En 1995, Joël de Rosnay nous disait que l’homme ou la femme du futur serait ni créature bionique ni surhomme ni robot. Pour cet ancien directeur des applications de la recherche à l’Institut Pasteur, «ce sera l’homme symbiotique ; un être de chair et de sentiments, associé dans une étroite symbiose à un organisme planétaire qu’il contribue à faire naître». De Rosnay, qui a d’abord étudié les molécules pour déchiffrer les origines de la vie, décrivait alors l’esquisse d’un macro-organisme constitué par l’ensemble des hommes et des femmes et de leurs machines, des nations et de grands réseaux de communication. Sa thèse : la connexion des êtres au cerveau planétaire ou la maîtrise de la «vie artificielle» sont les étapes déterminantes de la naissance de «l’homme symbiotique».

Vingt-deux ans plus tard, c’est «l’homo deus» qui a surgi, sous la plume de l’écrivain Yuval Noah Harari. Comme de Rosnay, il interroge l’avenir à l’heure des algorithmes de plus en plus intelligents. «Que deviendront nos démocraties quand Google et Facebook connaîtront nos goûts et nos préférences mieux que nous-mêmes ?» Harari va plus loin que de Rosnay en posant les questions pratiques de notre époque avec une perspective longue. L’État providence va-t-il disparaître quand les hommes et les femmes seront évincés du nouvel ordre du marché de l’emploi par des ordinateurs bien plus performants que nous ? Quel salaire minimum ou quel réalignement pour les super computers ?

Nombre de chercheurs pensent que la machine learning et l’intelligence artificielle ont déjà remplacé, sans que l’on se l’avoue, le pouvoir humain de décision. Le travail est aujourd’hui hybride, car le travail se fait de plus en plus via des réseaux, et de moins en moins du bureau. Les détails du télétravail sont codifiés avant d’être normalisés pour couper les coûts, réduire le trafic et la pollution urbaine. Les crypto-monnaies sont de plus en plus en circulation virtuelle.

Ces réalités dépassent la science et la technique telles que nous les connaissions. Le nouveau regard sur nous ne pourra passer qu’à travers de nouvelles approches politiques, économiques, écologiques et culturelles. Pourquoi payer aussi cher pour des énergies fossiles, qui polluent notre monde ?

Dès lors, comment construire un monde plus juste et plus équitable quand l’inflation frappe en raison de facteurs indigènes, endogènes et exogènes ? Comment reconstruire l’école de demain et concevoir les industries et la croissance quand le dérèglement climatique édicte les normes et dicte les conduites ? Où commencer surtout…

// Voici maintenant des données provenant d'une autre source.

//! Working tree enumeration
//!
//! Yields every candidate path under the root exactly once per scan. The
//! state directory, the blob data directory and version control metadata
//! are pruned before descending, as is anything matching the ignore globs.

use std::path::{Path, PathBuf};

use globset::{Glob, GlobSet, GlobSetBuilder};
use gpm_fs::path::unrepresentable_name;
use gpm_fs::{GpmPath, NormalizedPath, VCS_METADATA_DIRS};
use serde::Serialize;
use walkdir::{DirEntry, WalkDir};

use crate::fingerprint::StatInfo;
use crate::{Error, Result};

/// Kind of a non-regular path found during a scan
#[derive(Debug, Clone, Copy, PartialEq, Eq, Serialize)]
#[serde(rename_all = "kebab-case")]
pub enum SpecialKind {
    Symlink,
    /// FIFO, socket, device or anything else that is neither file nor directory
    Other,
}

impl std::fmt::Display for SpecialKind {
    fn fmt(&self, f: &mut std::fmt::Formatter<'_>) -> std::fmt::Result {
        match self {
            Self::Symlink => f.write_str("symbolic link"),
            Self::Other => f.write_str("special file"),
        }
    }
}

/// One item yielded by [`TreeScanner::scan`]
#[derive(Debug, Clone, PartialEq, Eq)]
pub enum ScanEntry {
    /// A regular file eligible for encryption
    File { path: NormalizedPath, stat: StatInfo },
    /// A symlink or special file, reported but never encrypted
    Special { path: NormalizedPath, kind: SpecialKind },
    /// A file or directory that could not be read
    Unreadable { path: NormalizedPath, message: String },
}

impl ScanEntry {
    pub fn path(&self) -> &NormalizedPath {
        match self {
            Self::File { path, .. } | Self::Special { path, .. } | Self::Unreadable { path, .. } => {
                path
            }
        }
    }
}

/// Which paths a scan skips
#[derive(Debug, Clone)]
pub struct ScanPolicy {
    ignore: GlobSet,
    excluded_dirs: Vec<PathBuf>,
}

impl ScanPolicy {
    /// Compile the ignore globs. Each glob is matched against both the
    /// relative path and the file name.
    ///
    /// # Errors
    ///
    /// Returns a `Config` error for an invalid glob.
    pub fn new(patterns: &[String]) -> Result<Self> {
        let mut builder = GlobSetBuilder::new();
        for pattern in patterns {
            let glob = Glob::new(pattern)
                .map_err(|e| Error::config(format!("Invalid ignore pattern '{}': {}", pattern, e)))?;
            builder.add(glob);
        }
        let ignore = builder
            .build()
            .map_err(|e| Error::config(format!("Failed to build ignore set: {}", e)))?;
        Ok(Self {
            ignore,
            excluded_dirs: Vec::new(),
        })
    }

    /// Additionally prune an absolute directory (e.g. a relocated data dir).
    pub fn exclude_dir(mut self, dir: impl Into<PathBuf>) -> Self {
        self.excluded_dirs.push(dir.into());
        self
    }

    fn is_ignored(&self, rel: &NormalizedPath) -> bool {
        if self.ignore.is_match(rel.as_str()) {
            return true;
        }
        rel.file_name().is_some_and(|name| self.ignore.is_match(name))
    }

    /// Whether a scan would skip `rel`, either by matching it directly or
    /// by pruning one of its parent directories.
    pub fn covers(&self, rel: &NormalizedPath) -> bool {
        let mut current = Some(rel.clone());
        while let Some(path) = current {
            if VCS_METADATA_DIRS.contains(&path.file_name().unwrap_or_default()) || self.is_ignored(&path) {
                return true;
            }
            current = path.parent();
        }
        false
    }
}

impl Default for ScanPolicy {
    fn default() -> Self {
        Self {
            ignore: GlobSet::empty(),
            excluded_dirs: Vec::new(),
        }
    }
}

enum NameCheck {
    Fine,
    Bad(&'static str),
    /// A parent directory was already reported as unreadable
    UnderReported,
}

/// Lazy, restartable enumeration of a working tree
#[derive(Debug, Clone)]
pub struct TreeScanner {
    root: PathBuf,
    policy: ScanPolicy,
}

impl TreeScanner {
    pub fn new(root: impl Into<PathBuf>, policy: ScanPolicy) -> Self {
        Self {
            root: root.into(),
            policy,
        }
    }

    pub fn root(&self) -> &Path {
        &self.root
    }

    pub fn policy(&self) -> &ScanPolicy {
        &self.policy
    }

    /// Start a new scan. Entries come out sorted by file name within each
    /// directory; nothing beyond "each path once" is promised.
    pub fn scan(&self) -> impl Iterator<Item = ScanEntry> + '_ {
        WalkDir::new(&self.root)
            .follow_links(false)
            .sort_by_file_name()
            .into_iter()
            .filter_entry(move |entry| !self.is_pruned(entry))
            .filter_map(move |item| self.classify(item))
    }

    fn relative(&self, path: &Path) -> Option<NormalizedPath> {
        NormalizedPath::relative_to(path, &self.root)
    }

    fn name_problem(&self, entry: &DirEntry) -> NameCheck {
        if let Some(reason) = unrepresentable_name(entry.file_name()) {
            return NameCheck::Bad(reason);
        }
        let rel = entry.path().strip_prefix(&self.root).unwrap_or(entry.path());
        let parent_is_bad = rel
            .parent()
            .into_iter()
            .flat_map(Path::components)
            .any(|c| unrepresentable_name(c.as_os_str()).is_some());
        if parent_is_bad {
            NameCheck::UnderReported
        } else {
            NameCheck::Fine
        }
    }

    fn is_pruned(&self, entry: &DirEntry) -> bool {
        if entry.depth() == 0 {
            return false;
        }
        let name = entry.file_name().to_string_lossy();
        if VCS_METADATA_DIRS.contains(&name.as_ref()) {
            return true;
        }
        if entry.depth() == 1 && name == GpmPath::StateDir.as_str() {
            return true;
        }
        if self.policy.excluded_dirs.iter().any(|dir| entry.path() == dir) {
            return true;
        }
        match self.relative(entry.path()) {
            Some(rel) => self.policy.is_ignored(&rel),
            None => false,
        }
    }

    fn classify(&self, item: walkdir::Result<DirEntry>) -> Option<ScanEntry> {
        let entry = match item {
            Ok(entry) => entry,
            Err(err) => {
                let path = err.path().and_then(|p| self.relative(p))?;
                let message = err
                    .io_error()
                    .map(|e| e.to_string())
                    .unwrap_or_else(|| err.to_string());
                tracing::warn!(path = %path, error = %message, "Unreadable path excluded from scan");
                return Some(ScanEntry::Unreadable { path, message });
            }
        };

        if entry.depth() == 0 {
            return None;
        }
        let path = self.relative(entry.path())?;
        match self.name_problem(&entry) {
            NameCheck::Fine => {}
            NameCheck::UnderReported => return None,
            NameCheck::Bad(reason) => {
                tracing::warn!(path = %path, reason, "Unsupported file name excluded from scan");
                return Some(ScanEntry::Unreadable {
                    path,
                    message: reason.to_string(),
                });
            }
        }
        let file_type = entry.file_type();

        if file_type.is_dir() {
            return None;
        }
        if file_type.is_symlink() {
            return Some(ScanEntry::Special {
                path,
                kind: SpecialKind::Symlink,
            });
        }
        if !file_type.is_file() {
            return Some(ScanEntry::Special {
                path,
                kind: SpecialKind::Other,
            });
        }

        match entry.metadata().map_err(|e| e.to_string()).and_then(|m| {
            StatInfo::from_metadata(&m).map_err(|e| e.to_string())
        }) {
            Ok(stat) => Some(ScanEntry::File { path, stat }),
            Err(message) => {
                tracing::warn!(path = %path, error = %message, "Unreadable path excluded from scan");
                Some(ScanEntry::Unreadable { path, message })
            }
        }
    }
}

#[cfg(test)]
mod tests {
    use super::*;
    use std::fs;

    fn files(scanner: &TreeScanner) -> Vec<String> {
        scanner
            .scan()
            .filter_map(|e| match e {
                ScanEntry::File { path, .. } => Some(path.as_str().to_string()),
                _ => None,
            })
            .collect()
    }

    #[test]
    fn ignore_globs_match_names_and_paths() {
        let dir = tempfile::tempdir().unwrap();
        fs::create_dir_all(dir.path().join("build")).unwrap();
        fs::create_dir_all(dir.path().join("src")).unwrap();
        fs::write(dir.path().join("build/out.bin"), "x").unwrap();
        fs::write(dir.path().join("src/debug.log"), "x").unwrap();
        fs::write(dir.path().join("src/main.rs"), "x").unwrap();

        let policy = ScanPolicy::new(&["*.log".to_string(), "build".to_string()]).unwrap();
        let scanner = TreeScanner::new(dir.path(), policy);

        assert_eq!(files(&scanner), vec!["src/main.rs"]);
    }

    #[test]
    fn covers_paths_under_ignored_directories() {
        let policy = ScanPolicy::new(&["build".to_string(), "*.log".to_string()]).unwrap();

        assert!(policy.covers(&NormalizedPath::new("build/nested/out.bin")));
        assert!(policy.covers(&NormalizedPath::new("src/debug.log")));
        assert!(policy.covers(&NormalizedPath::new("vendor/.git/config")));
        assert!(!policy.covers(&NormalizedPath::new("src/main.rs")));
    }

    #[test]
    fn invalid_glob_is_a_config_error() {
        let err = ScanPolicy::new(&["a[".to_string()]).unwrap_err();
        assert!(matches!(err, Error::Config { .. }));
    }

    #[cfg(target_os = "linux")]
    #[test]
    fn names_that_cannot_be_stored_faithfully_are_unreadable() {
        use std::ffi::OsStr;
        use std::os::unix::ffi::OsStrExt;

        let dir = tempfile::tempdir().unwrap();
        fs::write(dir.path().join("a\\b"), "x").unwrap();
        fs::write(dir.path().join("ok.txt"), "x").unwrap();
        let bad_dir = dir.path().join(OsStr::from_bytes(b"raw\xff"));
        fs::create_dir(&bad_dir).unwrap();
        fs::write(bad_dir.join("inner.txt"), "x").unwrap();

        let scanner = TreeScanner::new(dir.path(), ScanPolicy::default());
        let entries: Vec<_> = scanner.scan().collect();

        assert_eq!(files(&scanner), vec!["ok.txt"]);
        let unreadable: Vec<_> = entries
            .iter()
            .filter_map(|e| match e {
                ScanEntry::Unreadable { message, .. } => Some(message.as_str()),
                _ => None,
            })
            .collect();
        assert_eq!(unreadable.len(), 2, "{entries:?}");
        assert!(unreadable.contains(&"file name contains a backslash"));
        assert!(unreadable.contains(&"file name is not valid UTF-8"));
    }

    #[test]
    fn scan_is_restartable() {
        let dir = tempfile::tempdir().unwrap();
        fs::write(dir.path().join("a"), "x").unwrap();
        let scanner = TreeScanner::new(dir.path(), ScanPolicy::default());
        assert_eq!(files(&scanner), files(&scanner));
    }
}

Et nos dirigeants politiques, dont la plupart ont pris naissance dans l’ancien monde, pourront-ils s’aligner sur ces nouvelles valeurs humanistes, en alliant sciences physiques et humaines, afin de dégager une vision optimiste et réaliste de notre devenir commun ?

Si on pouvait rêver le Mauricien de 2024, il serait un être libre, qui ne dépendra pas du gouvernement, de son papa ou de ses cousins pour un emploi, une promotion, un avantage sur les autres. Il ne participera pas à la grande braderie de l’argent public. Il ne courbera pas l’échine devant le pouvoir et refusera qu’on le prenne pour un demeuré. Il refusera de subventionner la MBC, réclamera la libéralisation complète des ondes et refusera les coups de ciseaux de la censure étatique. Il rejettera les lois scélérates et liberticides. Il demandera une Freedom of Information Act, une loi contre le financement politique occulte et une autre pour mettre fin au cumul des mandats. Il exigera une réforme électorale en profondeur et refusera d’être placé dans une des quatre cases communautaires, imposées par la Constitution, qui nous divise au lieu de nous unir. N’est-ce pas ?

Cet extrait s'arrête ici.